The guests at the banquet and fund-raiser were an extraordinary group. Batistianos from Miami were there, as well as friends of Anastasio Somoza. The locals, if they could be called that, were a breed unto themselves. They were porcine and sleek and combed and brushed, and they jingled when they walked. Their accents were of that peculiar southern strain that is not Acadian nor influenced by what is called Tidewater or plantation English or the Scotch-Irish dialectical speech of the southern mountains. It’s an accent that seems to reflect a state of mind rather than a region. The vowels somehow get lost in the back of the throat or squeeze themselves through the nasal passages. The term “honky,” used by racist blacks, may be more accurate than we like to think. But their innocence is of a kind you cannot get angry at. They are not less brave than others, nor more sinful, nor lacking in the virtues we collectively admire. You just have the feeling when you are in their midst that all of them fear they are about to be found out, unmasked somehow, revealing God only knows what, because I am convinced their psychological makeup is a mystery even unto themselves.

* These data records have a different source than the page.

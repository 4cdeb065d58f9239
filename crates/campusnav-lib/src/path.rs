use std::cmp::Ordering;
use std::collections::{BinaryHeap, VecDeque};
use std::fmt;
use std::str::FromStr;

use serde::{Deserialize, Serialize};

use crate::error::{Error, Result};
use crate::geometry::GeometryConfig;
use crate::graph::{EdgeKind, NavEdge, NavNode, NavigationGraph, NodeIndex};
use crate::model::UnitType;

/// Per-edge acceptance predicate consulted while relaxing edges.
///
/// Rejected edges are treated as absent, so a filter can only remove routes,
/// never add them. Closures with the matching signature implement this trait.
pub trait EdgeFilter {
    fn allows(&self, edge: &NavEdge, from: &NavNode, to: &NavNode) -> bool;
}

impl<F> EdgeFilter for F
where
    F: Fn(&NavEdge, &NavNode, &NavNode) -> bool,
{
    fn allows(&self, edge: &NavEdge, from: &NavNode, to: &NavNode) -> bool {
        self(edge, from, to)
    }
}

/// Accessibility policies understood by the planner.
#[derive(Debug, Clone, Copy, PartialEq, Eq, Default, Serialize, Deserialize)]
#[serde(rename_all = "snake_case")]
pub enum AccessibilityFilter {
    /// Accept every edge.
    #[default]
    Unrestricted,
    /// Change floors by elevator only.
    ElevatorOnly,
    /// Never enter a stairwell, on any floor.
    NoStairs,
    /// Never change floors.
    SameLevel,
}

impl AccessibilityFilter {
    pub fn as_str(self) -> &'static str {
        match self {
            AccessibilityFilter::Unrestricted => "none",
            AccessibilityFilter::ElevatorOnly => "elevator-only",
            AccessibilityFilter::NoStairs => "no-stairs",
            AccessibilityFilter::SameLevel => "same-level",
        }
    }
}

impl EdgeFilter for AccessibilityFilter {
    fn allows(&self, edge: &NavEdge, from: &NavNode, to: &NavNode) -> bool {
        match (self, edge.kind) {
            (AccessibilityFilter::Unrestricted, _) => true,
            (AccessibilityFilter::ElevatorOnly, EdgeKind::Horizontal) => true,
            (AccessibilityFilter::ElevatorOnly, EdgeKind::Vertical) => {
                from.unit_type == Some(UnitType::Elevator) && to.unit_type == Some(UnitType::Elevator)
            }
            (AccessibilityFilter::NoStairs, _) => {
                from.unit_type != Some(UnitType::Stairs) && to.unit_type != Some(UnitType::Stairs)
            }
            (AccessibilityFilter::SameLevel, EdgeKind::Horizontal) => true,
            (AccessibilityFilter::SameLevel, EdgeKind::Vertical) => false,
        }
    }
}

impl fmt::Display for AccessibilityFilter {
    fn fmt(&self, f: &mut fmt::Formatter<'_>) -> fmt::Result {
        f.write_str(self.as_str())
    }
}

impl FromStr for AccessibilityFilter {
    type Err = Error;

    fn from_str(s: &str) -> Result<Self> {
        match s.trim().to_ascii_lowercase().replace('_', "-").as_str() {
            "none" | "unrestricted" => Ok(AccessibilityFilter::Unrestricted),
            "elevator-only" | "elevator" => Ok(AccessibilityFilter::ElevatorOnly),
            "no-stairs" => Ok(AccessibilityFilter::NoStairs),
            "same-level" | "no-vertical" => Ok(AccessibilityFilter::SameLevel),
            other => Err(Error::InvalidOption {
                option: "accessibility filter".to_string(),
                reason: format!("unrecognised value '{other}'"),
            }),
        }
    }
}

/// Lowest-weight path from `start` to `goal` using Dijkstra's algorithm.
///
/// Returns `None` when either id is not a graph node or when the filter
/// leaves the goal unreachable. Among equal-cost paths the one returned is
/// unspecified.
pub fn shortest_path<F>(
    graph: &NavigationGraph,
    start: &str,
    goal: &str,
    filter: &F,
) -> Option<Vec<String>>
where
    F: EdgeFilter + ?Sized,
{
    let start_index = graph.index_of(start)?;
    let goal_index = graph.index_of(goal)?;
    if start_index == goal_index {
        return Some(vec![start.to_string()]);
    }

    let mut distances = vec![f64::INFINITY; graph.node_count()];
    let mut parents: Vec<Option<NodeIndex>> = vec![None; graph.node_count()];
    let mut settled = vec![false; graph.node_count()];
    let mut queue = BinaryHeap::new();

    distances[start_index] = 0.0;
    queue.push(QueueEntry::new(start_index, 0.0));

    while let Some(entry) = queue.pop() {
        if settled[entry.node] {
            continue;
        }
        settled[entry.node] = true;

        if entry.node == goal_index {
            break;
        }

        let current = graph.node_at(entry.node);
        for edge in graph.neighbours_at(entry.node) {
            if settled[edge.to] || !filter.allows(edge, current, graph.node_at(edge.to)) {
                continue;
            }

            let next_cost = entry.cost.0 + edge.weight;
            if next_cost < distances[edge.to] {
                distances[edge.to] = next_cost;
                parents[edge.to] = Some(entry.node);
                queue.push(QueueEntry::new(edge.to, next_cost));
            }
        }
    }

    if distances[goal_index].is_infinite() {
        return None;
    }
    reconstruct_path(graph, &parents, start_index, goal_index)
}

/// A* search guided by straight-line distance to the goal.
///
/// On graphs from [`build_graph`](crate::graph::build_graph) every edge weighs
/// at least the distance between its endpoints, so the heuristic never
/// overestimates and the result has the same weight as [`shortest_path`].
/// Graphs assembled by hand with [`NavigationGraph::add_edge`] carry no such
/// guarantee: an edge lighter than its endpoints' separation can make the
/// returned path longer than the optimum.
pub fn a_star_path<F>(
    graph: &NavigationGraph,
    start: &str,
    goal: &str,
    filter: &F,
    geometry: &GeometryConfig,
) -> Option<Vec<String>>
where
    F: EdgeFilter + ?Sized,
{
    let start_index = graph.index_of(start)?;
    let goal_index = graph.index_of(goal)?;
    if start_index == goal_index {
        return Some(vec![start.to_string()]);
    }

    let goal_point = graph.node_at(goal_index).point;
    let heuristic = |index: NodeIndex| geometry.distance(&graph.node_at(index).point, &goal_point);

    let mut g_score = vec![f64::INFINITY; graph.node_count()];
    let mut parents: Vec<Option<NodeIndex>> = vec![None; graph.node_count()];
    let mut queue = BinaryHeap::new();

    g_score[start_index] = 0.0;
    queue.push(AStarEntry::new(start_index, 0.0, heuristic(start_index)));

    while let Some(entry) = queue.pop() {
        if entry.cost.0 > g_score[entry.node] {
            continue;
        }
        if entry.node == goal_index {
            return reconstruct_path(graph, &parents, start_index, goal_index);
        }

        let current = graph.node_at(entry.node);
        for edge in graph.neighbours_at(entry.node) {
            if !filter.allows(edge, current, graph.node_at(edge.to)) {
                continue;
            }

            let tentative = entry.cost.0 + edge.weight;
            if tentative < g_score[edge.to] {
                g_score[edge.to] = tentative;
                parents[edge.to] = Some(entry.node);
                queue.push(AStarEntry::new(edge.to, tentative, heuristic(edge.to)));
            }
        }
    }

    None
}

/// Path with the fewest hops, ignoring edge weights.
pub fn fewest_hops_path<F>(
    graph: &NavigationGraph,
    start: &str,
    goal: &str,
    filter: &F,
) -> Option<Vec<String>>
where
    F: EdgeFilter + ?Sized,
{
    let start_index = graph.index_of(start)?;
    let goal_index = graph.index_of(goal)?;
    if start_index == goal_index {
        return Some(vec![start.to_string()]);
    }

    let mut parents: Vec<Option<NodeIndex>> = vec![None; graph.node_count()];
    let mut seen = vec![false; graph.node_count()];
    let mut queue = VecDeque::new();

    seen[start_index] = true;
    queue.push_back(start_index);

    while let Some(current) = queue.pop_front() {
        let current_node = graph.node_at(current);
        for edge in graph.neighbours_at(current) {
            if seen[edge.to] || !filter.allows(edge, current_node, graph.node_at(edge.to)) {
                continue;
            }

            seen[edge.to] = true;
            parents[edge.to] = Some(current);
            if edge.to == goal_index {
                return reconstruct_path(graph, &parents, start_index, goal_index);
            }
            queue.push_back(edge.to);
        }
    }

    None
}

/// Total weight of a node path, using the cheapest edge between each pair.
///
/// Returns `None` if any consecutive pair is not connected.
pub fn path_weight(graph: &NavigationGraph, path: &[String]) -> Option<f64> {
    path.windows(2).try_fold(0.0, |total, pair| {
        graph
            .edge_between(&pair[0], &pair[1])
            .map(|edge| total + edge.weight)
    })
}

fn reconstruct_path(
    graph: &NavigationGraph,
    parents: &[Option<NodeIndex>],
    start: NodeIndex,
    goal: NodeIndex,
) -> Option<Vec<String>> {
    let mut path = Vec::new();
    let mut current = Some(goal);
    while let Some(node) = current {
        path.push(node);
        if node == start || path.len() > parents.len() {
            break;
        }
        current = parents[node];
    }
    path.reverse();

    if path.first() != Some(&start) {
        return None;
    }
    Some(
        path.into_iter()
            .map(|index| graph.node_at(index).id.clone())
            .collect(),
    )
}

#[derive(Copy, Clone, Debug, Default)]
struct FloatOrd(f64);

impl PartialEq for FloatOrd {
    fn eq(&self, other: &Self) -> bool {
        self.0.eq(&other.0)
    }
}

impl Eq for FloatOrd {}

impl PartialOrd for FloatOrd {
    fn partial_cmp(&self, other: &Self) -> Option<Ordering> {
        Some(self.cmp(other))
    }
}

impl Ord for FloatOrd {
    fn cmp(&self, other: &Self) -> Ordering {
        self.0.total_cmp(&other.0)
    }
}

#[derive(Copy, Clone, Debug, Eq, PartialEq)]
struct QueueEntry {
    node: NodeIndex,
    cost: FloatOrd,
}

impl QueueEntry {
    fn new(node: NodeIndex, cost: f64) -> Self {
        Self {
            node,
            cost: FloatOrd(cost),
        }
    }
}

impl Ord for QueueEntry {
    fn cmp(&self, other: &Self) -> Ordering {
        // Reverse ordering so BinaryHeap becomes a min-heap by cost.
        other
            .cost
            .cmp(&self.cost)
            .then_with(|| other.node.cmp(&self.node))
    }
}

impl PartialOrd for QueueEntry {
    fn partial_cmp(&self, other: &Self) -> Option<Ordering> {
        Some(self.cmp(other))
    }
}

#[derive(Copy, Clone, Debug, Eq, PartialEq)]
struct AStarEntry {
    node: NodeIndex,
    cost: FloatOrd,
    estimate: FloatOrd,
}

impl AStarEntry {
    fn new(node: NodeIndex, cost: f64, heuristic: f64) -> Self {
        Self {
            node,
            cost: FloatOrd(cost),
            estimate: FloatOrd(cost + heuristic),
        }
    }
}

impl Ord for AStarEntry {
    fn cmp(&self, other: &Self) -> Ordering {
        other
            .estimate
            .cmp(&self.estimate)
            .then_with(|| other.node.cmp(&self.node))
    }
}

impl PartialOrd for AStarEntry {
    fn partial_cmp(&self, other: &Self) -> Option<Ordering> {
        Some(self.cmp(other))
    }
}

Clete and I arrived early and went out to the parking lot, wondering if by chance a vehicle from the shoot-out on the river might show up. We wrote down perhaps a dozen license numbers, but we were firing in the well and knew it.

The decals in the windows left little doubt about the environmental and geopolitical convictions of the vehicles’ owners. They ranged from the flag wrapped around the beams of a Christian cross to a child urinating on “all Muslims and liberals” and an image of a bird falling from the blast of a shotgun, under which were the words “If it flies, it dies.” But these were the visual expressions of people who got up each morning trying to define who they were. The men at the shoot-out were pros who did not attract attention to themselves or serve perverse abstractions created for them by others. The men at the river had no quarrel with either the mercenary nature of their mission or the black flag under which they carried out their deeds. If you have ever met them, you are already aware they share a commonality that never varies: There is no light in their eyes. Search for it as long as you wish; you will not find it. And maybe that is why they are so good at not leaving behind any trace of themselves. Whatever they once were has long since disappeared from their lives.

It was breezy in the parking lot, and the oak trees that stood on the boulevard and in the Oil Center itself made a sweeping sound in the wind, their branches and leaves changing shape and color in the glow of the streetlamps. Clete stared at the southern sky and the flickers of lightning over the Gulf, his eyes like hard green marbles, his face taut. “It’s going to blow,” he said.

“It’s that time of year,” I said.

“I got a funny feeling.”

“It’s just a squall. It won’t be real hurricane season till mid-summer.”